Haskell tooling is constantly in flux. When I started writing Micro C, I used vim and ale, but switched to emacs and intero halfway through, both with stack. As of April 2020, I've replaced intero with dante and switched back to plain cabal, as it plays better with nix. I've been meaning to look into ghcide but dante works well enough for me and I haven't found the time or motivation to switch. In the case that these tools don't work or take too long to setup, ghcid is a great fallback.
Dependencies and project-wide language extensions
Following this excellent blog post by Alexis King, we'll specify our project information in a package.yaml
2. The first few lines just specify project name and author
name: mcc
version: 0.1.0.0
github: jmorag/mcc
synopsis: A microc compiler in Haskell
author: "Joseph Morag"
license-file: LICENSE
category: Compilers/Interpreters
We will also increase GHC's warning levels to catch more potential problems. Some of these can be annoying, but they solve many more headaches than they cause.
ghc-options: -Wall
-fno-warn-name-shadowing
-Wcompat
-Wincomplete-uni-patterns
Next, we specify our dependencies.
dependencies:
- base >= 4.7 && < 5
- mtl
- array
- containers
- text
- string-conversions
- directory
- process
- unix
- filepath
- bytestring
- prettyprinter
- pretty-simple
- llvm-hs-pure >= 9 && < 10
- llvm-hs-pretty >= 0.9 && < 1
- megaparsec
- parser-combinators
library:
source-dirs: src
executable:
main: Main.hs
source-dirs: app
dependencies:
- optparse-applicative
- mcc
tests:
testall:
main: Testall.hs
source-dirs: tests
dependencies:
- tasty
- tasty-golden
- tasty-hunit
- mcc
Finally, we'll enable some language extensions.
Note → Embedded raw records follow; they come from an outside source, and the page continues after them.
//! Agent-facing tool handlers
//!
//! Thin contract translation between tool requests and runtime calls:
//! validate the typed inputs, invoke the runtime, and shape the JSON
//! response envelopes. All validation happens before any DBGp command
//! is sent.

use serde::de::DeserializeOwned;
use serde::Deserialize;
use serde_json::{json, Map, Value};
use tokio::sync::Mutex;

use crate::common::{Error, Result, ToolError};
use crate::session::state::available_actions;
use crate::session::{Session, SessionRuntime, SessionStatus};

/// Dispatch one tool request against the shared runtime
pub async fn dispatch(
    runtime: &Mutex<SessionRuntime>,
    tool: &str,
    arguments: Value,
) -> std::result::Result<Value, ToolError> {
    let mut runtime = runtime.lock().await;
    runtime.touch();
    runtime.drain_events().await;

    route(&mut runtime, tool, arguments)
        .await
        .map_err(|e| ToolError::from(&e))
}

async fn route(runtime: &mut SessionRuntime, tool: &str, arguments: Value) -> Result<Value> {
    match tool {
        "set_breakpoint" => set_breakpoint(runtime, parse_args(arguments)?).await,
        "start_debug_session" => start_debug_session(runtime, parse_args(arguments)?).await,
        "control_execution" => control_execution(runtime, parse_args(arguments)?).await,
        "inspect_variable" => inspect_variable(runtime, parse_args(arguments)?).await,
        "get_session_status" => Ok(get_session_status(runtime)),
        "query_history" => query_history(runtime, parse_args(arguments)?).await,
        other => Err(Error::validation(vec![format!("unknown tool '{other}'")])),
    }
}

fn parse_args<T: DeserializeOwned>(arguments: Value) -> Result<T> {
    serde_json::from_value(arguments)
        .map_err(|e| Error::validation(vec![format!("invalid arguments: {e}")]))
}

#[derive(Debug, Deserialize)]
struct SetBreakpointArgs {
    file: String,
    line: i64,
    condition: Option<String>,
}

#[derive(Debug, Deserialize)]
struct StartArgs {
    command: String,
    #[serde(default)]
    stop_on_entry: bool,
    #[serde(default)]
    stop_on_exception: bool,
    working_directory: Option<String>,
}

#[derive(Debug, Deserialize)]
struct ControlArgs {
    action: String,
}

#[derive(Debug, Deserialize)]
struct InspectArgs {
    name: String,
    filter: Option<String>,
    depth: Option<i64>,
}

#[derive(Debug, Deserialize)]
struct HistoryArgs {
    variable_name: String,
    steps_ago: Option<i64>,
    limit: Option<i64>,
}

async fn set_breakpoint(runtime: &mut SessionRuntime, args: SetBreakpointArgs) -> Result<Value> {
    let mut issues = Vec::new();
    if args.file.trim().is_empty() {
        issues.push("file must not be empty".to_string());
    }
    if args.line < 1 {
        issues.push("line must be >= 1".to_string());
    }
    if !issues.is_empty() {
        return Err(Error::Validation { issues });
    }

    let breakpoint = runtime
        .set_breakpoint(&args.file, args.line as u32, args.condition)
        .await?;

    let mut shape = Map::new();
    shape.insert("file".to_string(), json!(breakpoint.local_file));
    shape.insert("line".to_string(), json!(breakpoint.line));
    if let Some(condition) = &breakpoint.condition {
        shape.insert("condition".to_string(), json!(condition));
    }

    Ok(json!({
        "success": true,
        "breakpoint": Value::Object(shape),
        "message": format!(
            "Breakpoint set at {}:{}{}",
            breakpoint.local_file,
            breakpoint.line,
            if breakpoint.id.is_some() { "" } else { " (deferred until the session starts)" },
        ),
        "hint": "Start execution with start_debug_session, then wait for the breakpoint to hit",
    }))
}

async fn start_debug_session(runtime: &mut SessionRuntime, args: StartArgs) -> Result<Value> {
    if args.command.trim().is_empty() {
        return Err(Error::validation(vec!["command must not be empty"]));
    }

    let working_directory = args.working_directory.as_ref().map(std::path::Path::new);
    runtime
        .start_session(
            &args.command,
            args.stop_on_entry,
            args.stop_on_exception,
            working_directory,
        )
        .await?;

    let session = runtime
        .session()
        .ok_or_else(|| Error::Internal("session missing after start".to_string()))?;
    let status = session.status;

    let message = match status {
        SessionStatus::Paused => match &session.location {
            Some(location) => format!("Paused at {}:{}", location.file, location.line),
            None => "Paused".to_string(),
        },
        SessionStatus::Running => {
            "Session started; execution is running (no breakpoint hit yet)".to_string()
        }
        SessionStatus::Stopped => "Debuggee finished before hitting a breakpoint".to_string(),
        other => format!("Session is {other}"),
    };
    let hint = match status {
        SessionStatus::Paused => {
            "Inspect variables with inspect_variable or step with control_execution"
        }
        SessionStatus::Running => {
            "Execution continues; check get_session_status or set more breakpoints for the next run"
        }
        _ => "Start a new session with start_debug_session",
    };

    let mut response = json!({
        "status": status.to_string(),
        "session_id": session.id,
        "message": message,
        "hint": hint,
    });
    attach_pause_fields(&mut response, session);
    Ok(response)
}

async fn control_execution(runtime: &mut SessionRuntime, args: ControlArgs) -> Result<Value> {
    const ACTIONS: &[&str] = &["step_over", "step_into", "step_out", "continue", "stop"];
    if !ACTIONS.contains(&args.action.as_str()) {
        return Err(Error::validation(vec![format!(
            "action must be one of {}",
            ACTIONS.join(", ")
        )]));
    }

    runtime.control_execution(&args.action).await?;

    let Some(session) = runtime.session() else {
        return Ok(json!({
            "status": "stopped",
            "action": args.action,
            "message": "Session stopped",
            "hint": "Start a new session with start_debug_session",
        }));
    };
    let status = session.status;

    let message = match status {
        SessionStatus::Paused => match &session.location {
            Some(location) => format!("Paused at {}:{}", location.file, location.line),
            None => "Paused".to_string(),
        },
        SessionStatus::Running => "Execution resumed; no break yet".to_string(),
        SessionStatus::Stopped => "Session ended".to_string(),
        other => format!("Session is {other}"),
    };
    let hint = match status {
        SessionStatus::Paused => "Inspect variables or keep stepping",
        SessionStatus::Running => "Wait and check get_session_status, or stop",
        _ => "Start a new session with start_debug_session",
    };

    let mut response = json!({
        "status": status.to_string(),
        "action": args.action,
        "message": message,
        "hint": hint,
    });
    attach_pause_fields(&mut response, session);
    Ok(response)
}

async fn inspect_variable(runtime: &mut SessionRuntime, args: InspectArgs) -> Result<Value> {
    let mut issues = Vec::new();
    if args.name.trim().is_empty() {
        issues.push("name must not be empty".to_string());
    }
    if let Some(depth) = args.depth {
        if !(1..=3).contains(&depth) {
            issues.push("depth must be between 1 and 3".to_string());
        }
    }
    if !issues.is_empty() {
        return Err(Error::Validation { issues });
    }

    runtime
        .inspect_variable(
            &args.name,
            args.depth.unwrap_or(1) as u32,
            None,
            args.filter.as_deref(),
        )
        .await
}

fn get_session_status(runtime: &SessionRuntime) -> Value {
    let Some(session) = runtime.session() else {
        return json!({
            "active": false,
            "available_actions": ["start_debug_session"],
        });
    };

    if session.is_pending() {
        return json!({
            "active": false,
            "status": "pending",
            "breakpoints": breakpoints_json(session),
            "available_actions": ["start_debug_session"],
        });
    }

    let mut response = json!({
        "active": !session.status.is_terminal(),
        "session_id": session.id,
        "status": session.status.to_string(),
        "started_at": session.started_at.to_rfc3339(),
        "last_activity": session.last_activity_at.to_rfc3339(),
        "breakpoints": breakpoints_json(session),
        "available_actions": available_actions(session.status),
    });
    attach_pause_fields(&mut response, session);
    if let Some(error_message) = &session.error_message {
        response["error_message"] = json!(error_message);
    }
    response
}

async fn query_history(runtime: &mut SessionRuntime, args: HistoryArgs) -> Result<Value> {
    let mut issues = Vec::new();
    if args.variable_name.trim().is_empty() {
        issues.push("variable_name must not be empty".to_string());
    }
    let steps_ago = args.steps_ago.unwrap_or(1);
    if steps_ago < 0 {
        issues.push("steps_ago must be >= 0".to_string());
    }
    let limit = args.limit.unwrap_or(5);
    if !(1..=20).contains(&limit) {
        issues.push("limit must be between 1 and 20".to_string());
    }
    if !issues.is_empty() {
        return Err(Error::Validation { issues });
    }

    let history = runtime
        .get_history(&args.variable_name, steps_ago as u32, limit as u32)
        .await?;

    let message = if history.is_empty() {
        format!(
            "No recorded values of {} at or before the requested step",
            args.variable_name
        )
    } else {
        format!(
            "{} recorded value(s) of {}, newest first",
            history.len(),
            args.variable_name
        )
    };

    Ok(json!({
        "variable": args.variable_name,
        "steps_ago": steps_ago,
        "history": history,
        "message": message,
    }))
}

fn attach_pause_fields(response: &mut Value, session: &Session) {
    if let Some(location) = &session.location {
        response["location"] = json!(location);
    }
    if let Some(snippet) = &session.code_snippet {
        response["code_snippet"] = json!(snippet);
    }
    if let Some(reason) = session.pause_reason {
        response["pause_reason"] = json!(reason.as_str());
    }
    if let Some(raw) = &session.raw_reason {
        response["raw_reason"] = json!(raw);
    }
    if let Some(exception) = &session.exception {
        response["exception"] = json!(exception);
    }
}

fn breakpoints_json(session: &Session) -> Value {
    let list: Vec<Value> = session
        .breakpoints
        .values()
        .map(|bp| {
            let mut entry = Map::new();
            entry.insert("file".to_string(), json!(bp.local_file));
            entry.insert("line".to_string(), json!(bp.line));
            if let Some(condition) = &bp.condition {
                entry.insert("condition".to_string(), json!(condition));
            }
            Value::Object(entry)
        })
        .collect();
    json!({ "count": list.len(), "list": list })
}
#[tokio::test]
async fn history_queries_travel_back_in_time() {
    let dir = project_fixture();
    let runtime = runtime_for(&dir, 47151, 300_000);

    dispatch(
        &runtime,
        "set_breakpoint",
        json!({ "file": "app/x.php", "line": 42 }),
    )
    .await
    .unwrap();

    let stub = tokio::spawn(async move {
        let mut stub = Stub::connect(47151).await;
        stub.send_init().await;
        let mut inspections = 0u32;
        while let Some(cmd) = stub.recv_command().await {
            match cmd.verb.as_str() {
                "breakpoint_set" => {
                    stub.reply(format!(
                        r#"<response command="breakpoint_set" transaction_id="{}" id="1001"/>"#,
                        cmd.txid
                    ))
                    .await;
                }
                "run" => stub.reply_break(&cmd, X_PHP_URI, 42).await,
                "stack_get" => stub.reply_stack(&cmd, X_PHP_URI, 42, "loop_body").await,
                "property_get" => {
                    inspections += 1;
                    stub.reply(format!(
                        r#"<response command="property_get" transaction_id="{}">
                             <property name="$state" type="array" numchildren="1">
                               <property name="step" type="int">{inspections}</property>
                             </property>
                           </response>"#,
                        cmd.txid
                    ))
                    .await;
                }
                "stop" => {
                    stub.reply_stopped(&cmd).await;
                    break;
                }
                _ => stub.ack(&cmd).await,
            }
        }
    });

    let started = dispatch(
        &runtime,
        "start_debug_session",
        json!({ "command": "curl http://localhost/loop" }),
    )
    .await
    .unwrap();
    let session_id = started["session_id"].as_str().unwrap().to_string();

    // Inspect $state at steps 1, 2, 3
    for expected_step in 1..=3u32 {
        let inspected = dispatch(&runtime, "inspect_variable", json!({ "name": "$state" }))
            .await
            .unwrap();
        assert_eq!(
            inspected["structure"]["preview"]["step"],
            json!(format!("(int) {expected_step}"))
        );
        if expected_step < 3 {
            let resumed = dispatch(
                &runtime,
                "control_execution",
                json!({ "action": "continue" }),
            )
            .await
            .unwrap();
            assert_eq!(resumed["status"], json!("paused"));
        }
    }

    let all = dispatch(
        &runtime,
        "query_history",
        json!({ "variable_name": "$state", "steps_ago": 0, "limit": 3 }),
    )
    .await
    .unwrap();
    let history = all["history"].as_array().unwrap();
    assert_eq!(history.len(), 3);
    assert_eq!(history[0]["step"], json!(3));
    assert_eq!(history[0]["value"], json!({ "step": 3 }));
    assert_eq!(history[2]["step"], json!(1));
    assert_eq!(history[2]["value"], json!({ "step": 1 }));

    let earlier = dispatch(
        &runtime,
        "query_history",
        json!({ "variable_name": "$state", "steps_ago": 2, "limit": 5 }),
    )
    .await
    .unwrap();
    let history = earlier["history"].as_array().unwrap();
    assert_eq!(history.len(), 1);
    assert_eq!(history[0]["step"], json!(1));

    dispatch(&runtime, "control_execution", json!({ "action": "stop" }))
        .await
        .unwrap();
    stub.await.unwrap();

    // Stop finalizes the ledger and writes the Markdown summary
    let prefix: String = session_id.chars().take(8).collect();
    let summary_path = dir
        .path()
        .join(".xdebug-mcp")
        .join(format!("session_{prefix}_summary.md"));
    let summary = std::fs::read_to_string(summary_path).unwrap();
    assert!(summary.contains("| Total steps | 3 |"));
    assert!(summary.contains("`$state`"));
}

#[tokio::test]
async fn watchdog_stops_an_idle_session() {
    let dir = project_fixture();
    let runtime = runtime_for(&dir, 47161, 150);

    dispatch(
        &runtime,
        "set_breakpoint",
        json!({ "file": "app/x.php", "line": 42 }),
    )
    .await
    .unwrap();

    let stub = tokio::spawn(async move {
        let mut stub = Stub::connect(47161).await;
        stub.send_init().await;
        while let Some(cmd) = stub.recv_command().await {
            match cmd.verb.as_str() {
                "breakpoint_set" => {
                    stub.reply(format!(
                        r#"<response command="breakpoint_set" transaction_id="{}" id="1001"/>"#,
                        cmd.txid
                    ))
                    .await;
                }
                "run" => stub.reply_break(&cmd, X_PHP_URI, 42).await,
                "stack_get" => stub.reply_stack(&cmd, X_PHP_URI, 42, "checkout").await,
                "stop" => {
                    stub.reply_stopped(&cmd).await;
                    break;
                }
                _ => stub.ack(&cmd).await,
            }
        }
    });

    let started = dispatch(
        &runtime,
        "start_debug_session",
        json!({ "command": "curl http://localhost/foo" }),
    )
    .await
    .unwrap();
    assert_eq!(started["status"], json!("paused"));

    // No agent activity past the watchdog deadline
    tokio::time::sleep(Duration::from_millis(500)).await;

    let err = dispatch(&runtime, "inspect_variable", json!({ "name": "$x" }))
        .await
        .unwrap_err();
    assert_eq!(err.code, "SESSION_STOPPED");

    let status = dispatch(&runtime, "get_session_status", json!({})).await.unwrap();
    assert_eq!(status["active"], json!(false));
    assert_eq!(status["status"], json!("stopped"));
    stub.await.unwrap();
}

#[tokio::test]
async fn occupied_port_range_reports_no_available_port() {
    let dir = project_fixture();
    let runtime = SessionRuntime::shared(Config {
        port: 47171,
        port_range_end: 47172,
        connection_timeout_secs: 2,
        data_dir: Some(dir.path().join(".xdebug-mcp")),
        project_root: Some(dir.path().to_path_buf()),
        ..Config::default()
    });

    let blocker_a = tokio::net::TcpListener::bind(("0.0.0.0", 47171)).await.unwrap();
    let blocker_b = tokio::net::TcpListener::bind(("0.0.0.0", 47172)).await.unwrap();

    let err = dispatch(&runtime, "start_debug_session", json!({ "command": "true" }))
        .await
        .unwrap_err();
    assert_eq!(err.code, "NO_AVAILABLE_PORT");
    assert!(err.recoverable);

    // The walk held no sockets: freeing the blockers frees the range
    drop(blocker_a);
    drop(blocker_b);
    let rebound = tokio::net::TcpListener::bind(("0.0.0.0", 47171)).await;
    assert!(rebound.is_ok());
}

#[tokio::test]
async fn second_start_while_active_is_rejected() {
    let dir = project_fixture();
    let runtime = runtime_for(&dir, 47181, 300_000);

    dispatch(
        &runtime,
        "set_breakpoint",
        json!({ "file": "app/x.php", "line": 42 }),
    )
    .await
    .unwrap();

    let stub = tokio::spawn(async move {
        let mut stub = Stub::connect(47181).await;
        stub.send_init().await;
        while let Some(cmd) = stub.recv_command().await {
            match cmd.verb.as_str() {
                "breakpoint_set" => {
                    stub.reply(format!(
                        r#"<response command="breakpoint_set" transaction_id="{}" id="1001"/>"#,
                        cmd.txid
                    ))
                    .await;
                }
                "run" => stub.reply_break(&cmd, X_PHP_URI, 42).await,
                "stack_get" => stub.reply_stack(&cmd, X_PHP_URI, 42, "checkout").await,
                "stop" => {
                    stub.reply_stopped(&cmd).await;
                    break;
                }
                _ => stub.ack(&cmd).await,
            }
        }
    });

    dispatch(
        &runtime,
        "start_debug_session",
        json!({ "command": "curl http://localhost/foo" }),
    )
    .await
    .unwrap();

    let err = dispatch(
        &runtime,
        "start_debug_session",
        json!({ "command": "curl http://localhost/bar" }),
    )
    .await
    .unwrap_err();
    assert_eq!(err.code, "SESSION_ALREADY_ACTIVE");
    assert!(err.recoverable);

    dispatch(&runtime, "control_execution", json!({ "action": "stop" }))
        .await
        .unwrap();
    stub.await.unwrap();
}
I've only enabled two globally for this project.
default-extensions: OverloadedStrings, LambdaCase
OverloadedStrings
is a necessary evil to deal with Haskell's infamous string problem and LambdaCase
is a tiny syntactic extension that lets us get away with making up fewer variable names, thereby solving a hard problem in Computer Science.
Project overview
A compiler's job is to take one or more source files, parse them into an Abstract Syntax Tree (AST), check them for semantic errors, and if they have none, lower them to an Intermediate Representation (IR), optimize said IR, and produce an executable for the target CPU.
Different languages treat these steps differently. Lisp's syntax resembles an AST so closely that parsing is almost a no-op, whereas C has infix operators and block statements that make the transformation from a sequence of bytes to an AST nontrivial. Many dynamic languages perform almost no semantic analysis whatsoever before runtime, whereas on the other side of the spectrum, dependently typed languages perform such intricate analyses that they can prove that their programs will terminate. Our C dialect falls somewhere in the middle; we will reject programs at compile time that assign a float
to an int
type variable, but we will make no effort to do any type inference or termination checking. We will also not concern ourselves with target specific code generation, leaving that to LLVM. The basic architecture will be something like:
Now that we've laid out the preliminaries, we can actually start coding in part 1!
and if you don't but want to work with LLVM, you should really really learn it, as LLVM is designed first and foremost as an intermediate representation for C and C++
The native cabal format recently got support for common stanzas, eliminating much of the need to use hpack. Also, FPComplete now recommends committing the generated cabal files, so in the future it might be a good idea to write an mcc.cabal by hand instead.